// Path: crates/cynic-types/src/app/block.rs
//! The slot-indexed, hash-linked unit produced by the proof-of-judgment
//! chain and validated by every other operator that gossips it.

use parity_scale_codec::{Decode, Encode};
use serde::{Deserialize, Serialize};

use crate::app::judgment::Judgment;
use crate::app::pattern::Pattern;
use crate::app::learning::Learning;
use crate::codec::{Canonical, CanonicalEncoder};

/// The 32-byte all-zero sentinel used as `prev_hash` for an operator's
/// genesis block.
pub const GENESIS_PREV_HASH: [u8; 32] = [0u8; 32];

/// The tagged variant a block carries, distinguished by `BlockHeader::kind`.
/// Decoders dispatch on this tag, never on structural shape.
#[derive(Debug, Clone, Copy, PartialEq, Eq, Encode, Decode, Serialize, Deserialize)]
pub enum BlockKind {
    /// Ordinary batch of signed judgments.
    Judgment,
    /// A batch of knowledge-store updates (patterns/learnings).
    Knowledge,
    /// A governance proposal and its in-flight or concluded vote tally.
    Governance,
}

impl BlockKind {
    fn tag(self) -> u8 {
        match self {
            BlockKind::Judgment => 0,
            BlockKind::Knowledge => 1,
            BlockKind::Governance => 2,
        }
    }
}

impl Canonical for BlockKind {
    fn canonical_bytes(&self) -> Vec<u8> {
        CanonicalEncoder::new().write_u8(self.tag()).finish()
    }
}

/// A single update folded into a block's `knowledge_updates` sequence.
#[derive(Debug, Clone, PartialEq, Encode, Decode, Serialize, Deserialize)]
pub enum KnowledgeUpdate {
    /// A new or superseding pattern leaf.
    Pattern(Pattern),
    /// A new learning (feedback) leaf.
    Learning(Learning),
}

impl Canonical for KnowledgeUpdate {
    fn canonical_bytes(&self) -> Vec<u8> {
        let mut enc = CanonicalEncoder::new();
        match self {
            KnowledgeUpdate::Pattern(p) => {
                enc.write_u8(0);
                enc.write_fixed_bytes(&p.canonical_bytes());
            }
            KnowledgeUpdate::Learning(l) => {
                enc.write_u8(1);
                enc.write_fixed_bytes(&l.canonical_bytes());
            }
        }
        enc.finish()
    }
}

/// A governance action a [`GovernanceProposal`] requests.
#[derive(Debug, Clone, PartialEq, Encode, Decode, Serialize, Deserialize)]
pub enum GovernanceAction {
    /// Install a new dimension. Carries its canonical-encoded
    /// [`crate::app::dimension::Dimension`] bytes as opaque params so this
    /// enum does not need to depend on the full dimension type shape.
    AddDimension {
        /// Canonical bytes of the dimension to add.
        dimension_bytes: Vec<u8>,
    },
    /// Adjust an existing dimension's thresholds.
    ModifyThreshold {
        /// Name of the dimension to modify.
        dimension_name: String,
        /// Canonical bytes of the new thresholds.
        thresholds_bytes: Vec<u8>,
    },
    /// Remove a non-seed, non-META dimension.
    RemoveDimension {
        /// Name of the dimension to remove.
        dimension_name: String,
    },
    /// Change the process-wide timing base.
    ChangeTimingBase {
        /// The new timing base, in milliseconds.
        new_timing_base_ms: u64,
    },
}

impl Canonical for GovernanceAction {
    fn canonical_bytes(&self) -> Vec<u8> {
        let mut enc = CanonicalEncoder::new();
        match self {
            GovernanceAction::AddDimension { dimension_bytes } => {
                enc.write_u8(0).write_bytes_lp(dimension_bytes);
            }
            GovernanceAction::ModifyThreshold {
                dimension_name,
                thresholds_bytes,
            } => {
                enc.write_u8(1)
                    .write_str_lp(dimension_name)
                    .write_bytes_lp(thresholds_bytes);
            }
            GovernanceAction::RemoveDimension { dimension_name } => {
                enc.write_u8(2).write_str_lp(dimension_name);
            }
            GovernanceAction::ChangeTimingBase { new_timing_base_ms } => {
                enc.write_u8(3).write_u64(*new_timing_base_ms);
            }
        }
        enc.finish()
    }
}

/// The outcome status of a governance proposal's vote tally.
#[derive(Debug, Clone, Copy, PartialEq, Eq, Encode, Decode, Serialize, Deserialize)]
pub enum ProposalStatus {
    /// Reached `≥ φ⁻¹` agreeing weight with quorum.
    Passed,
    /// Failed to reach threshold before the window closed.
    Failed,
    /// Below quorum; neither passed nor failed.
    Deferred,
}

/// A governance proposal body, carried by a `Governance`-kind block.
#[derive(Debug, Clone, PartialEq, Encode, Decode, Serialize, Deserialize)]
pub struct GovernanceProposal {
    /// Unique proposal id.
    pub id: String,
    /// The requested action.
    pub action: GovernanceAction,
    /// Hex-encoded pubkey of the proposing operator.
    pub proposer_pubkey: String,
}

impl Canonical for GovernanceProposal {
    fn canonical_bytes(&self) -> Vec<u8> {
        let mut enc = CanonicalEncoder::new();
        enc.write_fixed_bytes(&self.action.canonical_bytes());
        enc.write_str_lp(&self.id);
        enc.write_str_lp(&self.proposer_pubkey);
        enc.finish()
    }
}

/// The variable part of a block, dispatched by `BlockHeader::kind`.
#[derive(Debug, Clone, PartialEq, Encode, Decode, Serialize, Deserialize)]
pub enum BlockBody {
    /// An ordered batch of signed judgments (cardinality ≤ `F(11)=89`).
    Judgments(Vec<Judgment>),
    /// An ordered batch of knowledge updates (cardinality ≤ `F(9)=34`).
    Knowledge(Vec<KnowledgeUpdate>),
    /// A governance proposal.
    Governance(Box<GovernanceProposal>),
}

impl Canonical for BlockBody {
    fn canonical_bytes(&self) -> Vec<u8> {
        let mut enc = CanonicalEncoder::new();
        match self {
            BlockBody::Judgments(js) => {
                enc.write_u8(0);
                enc.write_seq(js);
            }
            BlockBody::Knowledge(ks) => {
                enc.write_u8(1);
                enc.write_seq(ks);
            }
            BlockBody::Governance(g) => {
                enc.write_u8(2);
                enc.write_fixed_bytes(&g.canonical_bytes());
            }
        }
        enc.finish()
    }
}

/// The fixed-layout header every block carries: normative field order,
/// widths, and canonicalization rule.
#[derive(Debug, Clone, PartialEq, Encode, Decode, Serialize, Deserialize)]
pub struct BlockHeader {
    /// Monotone per-operator slot number.
    pub slot: u64,
    /// Hash of the previous block by the same operator, or the genesis
    /// sentinel.
    pub prev_hash: [u8; 32],
    /// Wall-clock milliseconds at sealing.
    pub timestamp_ms: u64,
    /// Merkle root over `body`'s judgments, in listed order.
    pub judgments_root: [u8; 32],
    /// Merkle root over `body`'s knowledge updates, in listed order.
    pub knowledge_root: [u8; 32],
    /// Merkle root over the operator's current state leaves at seal time.
    pub state_root: [u8; 32],
    /// The block's body variant tag.
    pub kind: BlockKind,
    /// Hex-encoded Ed25519 public key of the sealing operator.
    pub operator_pubkey: String,
}

impl Canonical for BlockHeader {
    fn canonical_bytes(&self) -> Vec<u8> {
        // Lexicographic field order: judgments_root, kind, knowledge_root,
        // operator_pubkey, prev_hash, slot, state_root, timestamp_ms.
        let mut enc = CanonicalEncoder::new();
        enc.write_fixed_bytes(&self.judgments_root);
        enc.write_fixed_bytes(&self.kind.canonical_bytes());
        enc.write_fixed_bytes(&self.knowledge_root);
        enc.write_str_lp(&self.operator_pubkey);
        enc.write_fixed_bytes(&self.prev_hash);
        enc.write_u64(self.slot);
        enc.write_fixed_bytes(&self.state_root);
        enc.write_u64(self.timestamp_ms);
        enc.finish()
    }
}

impl BlockHeader {
    /// `block_hash = SHA256(canonical(header))`. Hashing itself is
    /// performed by `cynic-crypto`; this returns only the preimage bytes so
    /// `cynic-types` need not depend on a hash implementation.
    #[must_use]
    pub fn hash_preimage(&self) -> Vec<u8> {
        self.canonical_bytes()
    }
}

/// A sealed block: the complete unit gossiped and validated by peers.
#[derive(Debug, Clone, PartialEq, Encode, Decode, Serialize, Deserialize)]
pub struct Block {
    /// The fixed-layout header.
    pub header: BlockHeader,
    /// The variable body, dispatched by `header.kind`.
    pub body: BlockBody,
    /// Hex-encoded Ed25519 signature over `header.hash_preimage()`.
    pub operator_sig: String,
}

impl Block {
    /// Returns the judgments carried by this block, or an empty slice if its
    /// body is not [`BlockBody::Judgments`].
    #[must_use]
    pub fn judgments(&self) -> &[Judgment] {
        match &self.body {
            BlockBody::Judgments(js) => js,
            _ => &[],
        }
    }

    /// Returns the knowledge updates carried by this block, or an empty
    /// slice if its body is not [`BlockBody::Knowledge`].
    #[must_use]
    pub fn knowledge_updates(&self) -> &[KnowledgeUpdate] {
        match &self.body {
            BlockBody::Knowledge(ks) => ks,
            _ => &[],
        }
    }
}

#[cfg(test)]
mod tests {
    use super::*;

    fn sample_header() -> BlockHeader {
        BlockHeader {
            slot: 1,
            prev_hash: GENESIS_PREV_HASH,
            timestamp_ms: 1000,
            judgments_root: [1; 32],
            knowledge_root: [2; 32],
            state_root: [3; 32],
            kind: BlockKind::Judgment,
            operator_pubkey: "aa".into(),
        }
    }

    #[test]
    fn header_hash_preimage_is_deterministic() {
        let h = sample_header();
        assert_eq!(h.hash_preimage(), h.hash_preimage());
    }

    #[test]
    fn body_accessor_returns_empty_for_mismatched_kind() {
        let block = Block {
            header: sample_header(),
            body: BlockBody::Knowledge(vec![]),
            operator_sig: String::new(),
        };
        assert!(block.judgments().is_empty());
        assert!(block.knowledge_updates().is_empty());
    }

    #[test]
    fn governance_action_canonical_bytes_vary_by_variant() {
        let a = GovernanceAction::ChangeTimingBase {
            new_timing_base_ms: 100,
        };
        let b = GovernanceAction::ChangeTimingBase {
            new_timing_base_ms: 200,
        };
        assert_ne!(a.canonical_bytes(), b.canonical_bytes());
    }
}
• • •
● **Instructions to follow**:
Every line containing the word "sealing" should be copied from the material.

● **Answer box**:
    /// Wall-clock milliseconds at sealing.
    /// Hex-encoded Ed25519 public key of the sealing operator.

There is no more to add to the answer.